When a programmer uses CUDA C to code processes to use the GPU, the aim is to have all the students pouring water at once. Or, to translate it to familiar processes in geospatial, to manipulate each pixel in an image, all at the same time. That's a bit of an oversimplification. In fact, most likely, one "chunk" of the image, that is one group of pixels, would be processed using the GPU, then a second set of pixels, then a third. But for each chunk, all the pixels would be processed at the same time.
Now, it turns out that the manipulation of pixels, the orthorectification of aerials and the pan sharpening of images, is very much like the graphics problems in gaming. Thus, they are a perfect fit to be taken out of the queue of the central processing unit, the CPU, which does things sequentially, and sent over to the GPU, to be handled in parallel.
So, what does that mean in practice? Gupta pointed me to a great example: a slope calculation based on a digital elevation model (DEM). Basically, the GIS software is asked to find the slope at each point and make a new surface with those values. If you do this without taking advantage of a GPU installed in your machine, using Manifold 8, it takes just about a minute. When you take advantage of the GPU? Two seconds. You can watch the video if you don't believe me.
To be clear, best practices in coding suggest that software programs look for, and then use, a GPU if it is available. The user typically does not need to "enable use" of a GPU. Manifold, by the way, coded about three dozen functions in version 8 to take advantage of the GPU.
Manifold is not the only GIS company taking advantage of Nvidia's GPUs; PCI Geomatics and DigitalGlobe (press release) have, as well. For a GIS project, the difference in processing speed between a day and an hour is huge. For satellite data, freshest is best, so speeding the time from capture to customer makes more money. There are defense players exploring using GPUs for geospatial work, too.
While most of these examples focus on raster processing, GPUs are good at floating point operations, too, including modeling. Consider "ray tracing" - that's the term graphic designers use to describe how to make light in an image act just the way it does in "real life." If you have all the rules about how much light reflects and is absorbed on each different kind of surface, you can make very realistic images. But, in essence, you are sending out each ray from the sun (or the light source) and seeing what happens. What if you send them all out to be processed at once on a GPU? It's much faster. Once you consider that similar types of "wave modeling" are common in GIS work (working with radar, cellular antennas, sound dissipation, line of sight), it's clear there's a lot of spatial processing that can be offloaded to a GPU to speed things up.

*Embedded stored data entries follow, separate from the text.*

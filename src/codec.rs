use anyhow::{anyhow, Result};
use std::time::{SystemTime, UNIX_EPOCH};

pub const WIRE_VARINT: u8 = 0;
pub const WIRE_LEN: u8 = 2;

pub fn put_uvarint(buf: &mut Vec<u8>, mut v: u64) {
    while v >= 0x80 {
        buf.push((v as u8) | 0x80);
        v >>= 7;
    }
    buf.push(v as u8);
}

pub fn put_tag(buf: &mut Vec<u8>, field: u8, wire: u8) {
    put_uvarint(buf, ((field as u64) << 3) | wire as u64);
}

/// Signed values travel as their two's-complement u64 image, so a negative
/// i32 decodes back through i64 truncation.
pub fn put_int_field(buf: &mut Vec<u8>, field: u8, v: i64) {
    put_tag(buf, field, WIRE_VARINT);
    put_uvarint(buf, v as u64);
}

pub fn put_bool_field(buf: &mut Vec<u8>, field: u8, v: bool) {
    put_tag(buf, field, WIRE_VARINT);
    put_uvarint(buf, v as u64);
}

pub fn put_bytes_field(buf: &mut Vec<u8>, field: u8, bytes: &[u8]) {
    put_tag(buf, field, WIRE_LEN);
    put_uvarint(buf, bytes.len() as u64);
    buf.extend_from_slice(bytes);
}

/// Sequential reader over an encoded record. Unknown fields are skippable so
/// old binaries can read records written with appended fields.
pub struct Reader<'a> {
    buf: &'a [u8],
    pos: usize,
}

impl<'a> Reader<'a> {
    pub fn new(buf: &'a [u8]) -> Self {
        Self { buf, pos: 0 }
    }

    pub fn done(&self) -> bool {
        self.pos >= self.buf.len()
    }

    pub fn read_uvarint(&mut self) -> Result<u64> {
        let mut v: u64 = 0;
        let mut shift = 0u32;
        loop {
            let b = *self
                .buf
                .get(self.pos)
                .ok_or_else(|| anyhow!("truncated varint at offset {}", self.pos))?;
            self.pos += 1;
            if shift >= 64 {
                return Err(anyhow!("varint overflows 64 bits"));
            }
            v |= ((b & 0x7f) as u64) << shift;
            if b & 0x80 == 0 {
                return Ok(v);
            }
            shift += 7;
        }
    }

    pub fn read_tag(&mut self) -> Result<(u8, u8)> {
        let raw = self.read_uvarint()?;
        let field = (raw >> 3) as u8;
        let wire = (raw & 0x7) as u8;
        Ok((field, wire))
    }

    pub fn read_int(&mut self) -> Result<i64> {
        Ok(self.read_uvarint()? as i64)
    }

    pub fn read_bool(&mut self) -> Result<bool> {
        Ok(self.read_uvarint()? != 0)
    }

    pub fn read_bytes(&mut self) -> Result<&'a [u8]> {
        let len = self.read_uvarint()? as usize;
        let end = self
            .pos
            .checked_add(len)
            .filter(|&e| e <= self.buf.len())
            .ok_or_else(|| anyhow!("length-delimited field overruns buffer"))?;
        let out = &self.buf[self.pos..end];
        self.pos = end;
        Ok(out)
    }

    pub fn read_string(&mut self) -> Result<String> {
        let bytes = self.read_bytes()?;
        Ok(std::str::from_utf8(bytes)
            .map_err(|_| anyhow!("invalid UTF-8 in string field"))?
            .to_string())
    }

    pub fn skip(&mut self, wire: u8) -> Result<()> {
        match wire {
            WIRE_VARINT => {
                self.read_uvarint()?;
            }
            WIRE_LEN => {
                self.read_bytes()?;
            }
            other => return Err(anyhow!("unsupported wire type {}", other)),
        }
        Ok(())
    }
}

pub fn systemtime_to_unix_secs(t: SystemTime) -> i64 {
    match t.duration_since(UNIX_EPOCH) {
        Ok(d) => d.as_secs() as i64,
        Err(e) => -(e.duration().as_secs() as i64),
    }
}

If these ideas are new to you (as they were to me) you might want to see if the hardware you use for your geospatial work has a GPU. It might be from Nvidia or AMD. You'll also want to take a look at your GIS software to see if it's written to take advantage of that hardware. In the case of Nvidia, there will be a statement that it supports the CUDA or OpenCL standard. Software written for ATI uses Stream Technology to take advantage of the GPU, though as of now, there does not appear to be any GIS software written for that technology.